Saved entries
==========
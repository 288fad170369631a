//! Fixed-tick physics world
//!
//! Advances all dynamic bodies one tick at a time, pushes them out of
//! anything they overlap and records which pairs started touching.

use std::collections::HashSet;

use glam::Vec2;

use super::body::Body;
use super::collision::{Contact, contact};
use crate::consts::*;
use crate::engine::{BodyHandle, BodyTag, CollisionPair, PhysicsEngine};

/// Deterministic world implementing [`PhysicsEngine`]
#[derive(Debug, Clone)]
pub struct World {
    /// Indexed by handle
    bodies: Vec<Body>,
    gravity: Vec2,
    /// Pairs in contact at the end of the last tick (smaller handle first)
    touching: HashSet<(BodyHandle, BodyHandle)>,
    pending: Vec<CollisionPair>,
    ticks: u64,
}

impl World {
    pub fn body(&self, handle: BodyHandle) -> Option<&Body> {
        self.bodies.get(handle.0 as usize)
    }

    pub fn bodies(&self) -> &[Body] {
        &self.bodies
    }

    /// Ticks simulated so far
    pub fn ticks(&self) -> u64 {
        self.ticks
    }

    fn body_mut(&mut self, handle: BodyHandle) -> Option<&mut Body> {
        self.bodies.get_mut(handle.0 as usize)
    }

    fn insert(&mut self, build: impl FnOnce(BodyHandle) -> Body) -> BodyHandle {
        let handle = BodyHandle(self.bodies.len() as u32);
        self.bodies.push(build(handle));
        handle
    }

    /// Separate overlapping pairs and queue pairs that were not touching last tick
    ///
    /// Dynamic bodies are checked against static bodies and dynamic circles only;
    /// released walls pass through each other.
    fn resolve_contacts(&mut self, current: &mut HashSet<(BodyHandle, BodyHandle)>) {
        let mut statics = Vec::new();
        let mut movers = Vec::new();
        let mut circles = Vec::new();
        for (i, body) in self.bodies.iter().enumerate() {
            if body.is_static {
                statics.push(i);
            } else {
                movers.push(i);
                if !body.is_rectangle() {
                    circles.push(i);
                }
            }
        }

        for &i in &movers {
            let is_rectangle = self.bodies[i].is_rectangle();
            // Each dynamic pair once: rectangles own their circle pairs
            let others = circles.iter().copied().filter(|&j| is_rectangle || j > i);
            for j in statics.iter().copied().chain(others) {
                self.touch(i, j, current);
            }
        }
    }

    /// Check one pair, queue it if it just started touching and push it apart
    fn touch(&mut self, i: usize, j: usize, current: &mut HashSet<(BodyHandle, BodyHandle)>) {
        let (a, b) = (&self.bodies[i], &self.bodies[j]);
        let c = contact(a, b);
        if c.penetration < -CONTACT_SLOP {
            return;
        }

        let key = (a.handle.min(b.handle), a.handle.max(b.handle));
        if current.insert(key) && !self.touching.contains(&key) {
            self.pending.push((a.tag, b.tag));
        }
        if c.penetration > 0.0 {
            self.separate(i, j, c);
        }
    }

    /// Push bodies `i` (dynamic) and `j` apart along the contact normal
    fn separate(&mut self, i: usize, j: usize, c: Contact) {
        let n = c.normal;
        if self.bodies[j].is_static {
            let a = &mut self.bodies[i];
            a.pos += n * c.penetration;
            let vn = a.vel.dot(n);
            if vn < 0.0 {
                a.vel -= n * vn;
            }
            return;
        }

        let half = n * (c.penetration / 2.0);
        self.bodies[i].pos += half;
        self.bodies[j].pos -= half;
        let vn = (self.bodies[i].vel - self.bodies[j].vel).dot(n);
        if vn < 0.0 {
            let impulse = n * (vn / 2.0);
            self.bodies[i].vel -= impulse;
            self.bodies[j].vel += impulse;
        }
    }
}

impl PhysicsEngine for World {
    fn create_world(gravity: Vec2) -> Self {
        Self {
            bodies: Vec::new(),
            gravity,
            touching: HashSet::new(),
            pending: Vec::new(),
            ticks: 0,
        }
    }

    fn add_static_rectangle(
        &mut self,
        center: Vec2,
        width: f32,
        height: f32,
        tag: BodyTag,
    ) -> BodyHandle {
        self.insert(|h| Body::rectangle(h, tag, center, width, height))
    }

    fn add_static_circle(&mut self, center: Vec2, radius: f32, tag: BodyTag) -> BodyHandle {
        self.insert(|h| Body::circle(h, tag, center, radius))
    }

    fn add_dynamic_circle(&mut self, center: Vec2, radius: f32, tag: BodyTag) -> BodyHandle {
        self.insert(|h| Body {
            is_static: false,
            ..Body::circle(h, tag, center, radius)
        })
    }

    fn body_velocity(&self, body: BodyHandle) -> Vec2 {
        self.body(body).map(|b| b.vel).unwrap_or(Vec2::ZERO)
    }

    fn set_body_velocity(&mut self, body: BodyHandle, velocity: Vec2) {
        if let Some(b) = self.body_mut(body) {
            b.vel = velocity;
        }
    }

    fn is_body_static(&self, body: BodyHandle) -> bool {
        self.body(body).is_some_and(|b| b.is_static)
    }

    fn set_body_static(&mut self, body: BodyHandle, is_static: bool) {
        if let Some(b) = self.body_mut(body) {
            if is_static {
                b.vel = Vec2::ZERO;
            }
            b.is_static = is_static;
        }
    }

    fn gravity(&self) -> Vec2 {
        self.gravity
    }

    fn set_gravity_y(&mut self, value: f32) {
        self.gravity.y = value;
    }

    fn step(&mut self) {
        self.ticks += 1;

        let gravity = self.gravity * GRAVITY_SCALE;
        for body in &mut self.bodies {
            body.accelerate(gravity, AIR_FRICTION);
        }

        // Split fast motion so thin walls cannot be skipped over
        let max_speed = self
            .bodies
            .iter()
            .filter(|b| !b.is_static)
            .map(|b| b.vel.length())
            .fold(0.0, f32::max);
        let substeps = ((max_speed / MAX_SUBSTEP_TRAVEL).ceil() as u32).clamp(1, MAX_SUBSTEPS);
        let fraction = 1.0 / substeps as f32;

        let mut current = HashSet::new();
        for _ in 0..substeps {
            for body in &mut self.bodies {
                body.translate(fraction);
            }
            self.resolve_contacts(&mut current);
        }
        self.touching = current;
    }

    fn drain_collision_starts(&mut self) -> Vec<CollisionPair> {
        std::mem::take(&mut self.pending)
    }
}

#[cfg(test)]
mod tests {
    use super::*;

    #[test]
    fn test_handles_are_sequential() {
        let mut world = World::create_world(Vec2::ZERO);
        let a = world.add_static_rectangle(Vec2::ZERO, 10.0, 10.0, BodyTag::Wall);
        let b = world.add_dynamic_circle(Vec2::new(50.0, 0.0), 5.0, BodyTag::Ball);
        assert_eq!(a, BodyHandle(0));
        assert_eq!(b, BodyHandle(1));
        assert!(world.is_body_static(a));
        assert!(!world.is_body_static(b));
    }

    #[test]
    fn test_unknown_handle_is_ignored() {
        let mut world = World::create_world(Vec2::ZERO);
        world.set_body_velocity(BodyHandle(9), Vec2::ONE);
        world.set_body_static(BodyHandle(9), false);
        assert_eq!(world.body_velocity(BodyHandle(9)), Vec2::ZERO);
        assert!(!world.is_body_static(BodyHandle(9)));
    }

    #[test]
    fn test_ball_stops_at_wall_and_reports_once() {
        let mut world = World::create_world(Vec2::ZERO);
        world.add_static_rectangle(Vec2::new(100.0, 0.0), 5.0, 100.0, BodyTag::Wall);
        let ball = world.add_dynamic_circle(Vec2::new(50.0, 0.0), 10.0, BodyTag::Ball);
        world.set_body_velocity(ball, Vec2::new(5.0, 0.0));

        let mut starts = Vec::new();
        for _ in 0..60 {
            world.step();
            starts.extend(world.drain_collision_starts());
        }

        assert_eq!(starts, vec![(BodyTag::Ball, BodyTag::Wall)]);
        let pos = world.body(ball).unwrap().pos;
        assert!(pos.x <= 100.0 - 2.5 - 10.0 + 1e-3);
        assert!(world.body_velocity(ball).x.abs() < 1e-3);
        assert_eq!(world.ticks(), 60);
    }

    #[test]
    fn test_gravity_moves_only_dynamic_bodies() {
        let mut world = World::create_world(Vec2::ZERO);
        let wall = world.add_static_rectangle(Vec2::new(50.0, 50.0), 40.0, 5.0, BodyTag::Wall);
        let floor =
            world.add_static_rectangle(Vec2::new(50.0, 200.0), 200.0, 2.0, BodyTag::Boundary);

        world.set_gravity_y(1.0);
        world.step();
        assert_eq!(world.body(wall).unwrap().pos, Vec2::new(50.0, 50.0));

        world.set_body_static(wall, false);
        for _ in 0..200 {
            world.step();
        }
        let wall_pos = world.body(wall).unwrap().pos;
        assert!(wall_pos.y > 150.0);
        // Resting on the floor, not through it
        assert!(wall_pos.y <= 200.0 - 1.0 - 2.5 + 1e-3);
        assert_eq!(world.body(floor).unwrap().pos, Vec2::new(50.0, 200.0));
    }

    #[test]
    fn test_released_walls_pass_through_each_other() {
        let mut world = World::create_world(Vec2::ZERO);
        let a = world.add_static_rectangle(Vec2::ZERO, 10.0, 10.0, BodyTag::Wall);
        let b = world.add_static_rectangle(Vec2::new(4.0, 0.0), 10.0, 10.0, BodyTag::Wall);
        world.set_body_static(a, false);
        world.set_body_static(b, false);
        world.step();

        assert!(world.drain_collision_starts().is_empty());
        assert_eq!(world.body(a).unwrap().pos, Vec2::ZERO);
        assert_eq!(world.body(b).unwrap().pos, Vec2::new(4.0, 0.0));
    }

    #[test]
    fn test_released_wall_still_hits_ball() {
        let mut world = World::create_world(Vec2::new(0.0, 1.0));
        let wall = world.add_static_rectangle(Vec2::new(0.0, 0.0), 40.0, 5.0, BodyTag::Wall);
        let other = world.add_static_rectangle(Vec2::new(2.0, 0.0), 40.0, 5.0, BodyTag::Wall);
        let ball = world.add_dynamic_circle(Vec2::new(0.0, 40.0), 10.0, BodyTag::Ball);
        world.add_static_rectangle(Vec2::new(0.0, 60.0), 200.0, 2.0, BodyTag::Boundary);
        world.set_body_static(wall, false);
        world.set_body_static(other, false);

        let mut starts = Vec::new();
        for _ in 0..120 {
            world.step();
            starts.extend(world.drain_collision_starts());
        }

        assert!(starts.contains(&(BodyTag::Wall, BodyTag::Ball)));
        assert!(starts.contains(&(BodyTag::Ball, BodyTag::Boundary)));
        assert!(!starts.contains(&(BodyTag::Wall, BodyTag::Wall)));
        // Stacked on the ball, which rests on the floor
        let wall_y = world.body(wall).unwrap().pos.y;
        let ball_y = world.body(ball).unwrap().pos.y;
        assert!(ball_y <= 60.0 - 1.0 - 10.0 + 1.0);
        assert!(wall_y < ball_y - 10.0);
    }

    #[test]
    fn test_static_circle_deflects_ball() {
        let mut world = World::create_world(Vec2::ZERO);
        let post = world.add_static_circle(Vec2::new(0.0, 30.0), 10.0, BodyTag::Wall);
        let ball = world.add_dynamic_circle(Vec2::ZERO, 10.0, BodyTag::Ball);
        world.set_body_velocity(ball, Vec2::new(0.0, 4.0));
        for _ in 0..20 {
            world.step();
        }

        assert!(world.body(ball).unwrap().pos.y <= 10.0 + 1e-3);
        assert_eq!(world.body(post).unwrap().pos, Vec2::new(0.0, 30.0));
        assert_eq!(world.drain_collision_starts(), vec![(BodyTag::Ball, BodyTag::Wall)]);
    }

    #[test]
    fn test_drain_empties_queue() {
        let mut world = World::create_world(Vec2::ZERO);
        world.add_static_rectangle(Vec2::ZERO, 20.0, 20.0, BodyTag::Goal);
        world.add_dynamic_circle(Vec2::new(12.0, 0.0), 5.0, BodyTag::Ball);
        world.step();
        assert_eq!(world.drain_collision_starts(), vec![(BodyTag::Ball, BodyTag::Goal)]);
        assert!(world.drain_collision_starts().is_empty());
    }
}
==========
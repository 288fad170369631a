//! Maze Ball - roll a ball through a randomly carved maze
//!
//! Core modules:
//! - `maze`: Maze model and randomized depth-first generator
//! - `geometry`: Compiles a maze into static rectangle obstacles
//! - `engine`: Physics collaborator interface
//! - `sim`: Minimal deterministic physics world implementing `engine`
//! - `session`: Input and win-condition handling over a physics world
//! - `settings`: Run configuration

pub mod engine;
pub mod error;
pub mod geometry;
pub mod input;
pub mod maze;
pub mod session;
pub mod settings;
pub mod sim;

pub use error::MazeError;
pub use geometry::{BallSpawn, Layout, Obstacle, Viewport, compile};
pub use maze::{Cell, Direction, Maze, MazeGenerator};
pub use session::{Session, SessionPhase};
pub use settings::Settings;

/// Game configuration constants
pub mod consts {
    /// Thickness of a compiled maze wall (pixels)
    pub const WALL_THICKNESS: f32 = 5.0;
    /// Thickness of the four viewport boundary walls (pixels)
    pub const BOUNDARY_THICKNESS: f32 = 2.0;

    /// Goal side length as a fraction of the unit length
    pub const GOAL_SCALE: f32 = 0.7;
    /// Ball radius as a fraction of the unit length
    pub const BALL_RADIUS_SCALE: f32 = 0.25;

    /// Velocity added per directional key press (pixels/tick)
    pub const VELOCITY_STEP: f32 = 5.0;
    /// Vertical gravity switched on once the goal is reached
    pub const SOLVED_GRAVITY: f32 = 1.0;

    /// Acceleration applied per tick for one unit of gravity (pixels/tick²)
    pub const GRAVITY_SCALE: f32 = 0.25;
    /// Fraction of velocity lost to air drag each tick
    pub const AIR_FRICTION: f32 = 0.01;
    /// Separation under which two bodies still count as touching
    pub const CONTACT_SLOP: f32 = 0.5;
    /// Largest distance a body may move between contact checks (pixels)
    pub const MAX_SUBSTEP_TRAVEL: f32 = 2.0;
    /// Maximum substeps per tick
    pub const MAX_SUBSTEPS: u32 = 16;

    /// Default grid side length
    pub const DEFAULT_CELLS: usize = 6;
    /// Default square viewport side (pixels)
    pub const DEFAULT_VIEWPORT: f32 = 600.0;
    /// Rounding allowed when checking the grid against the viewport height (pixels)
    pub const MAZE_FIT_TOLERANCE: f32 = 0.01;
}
==========
What you need to do: Go through the records above. Copy each line in which the string "grid" appears.

Your response:
    /// Default grid side length
    /// Rounding allowed when checking the grid against the viewport height (pixels)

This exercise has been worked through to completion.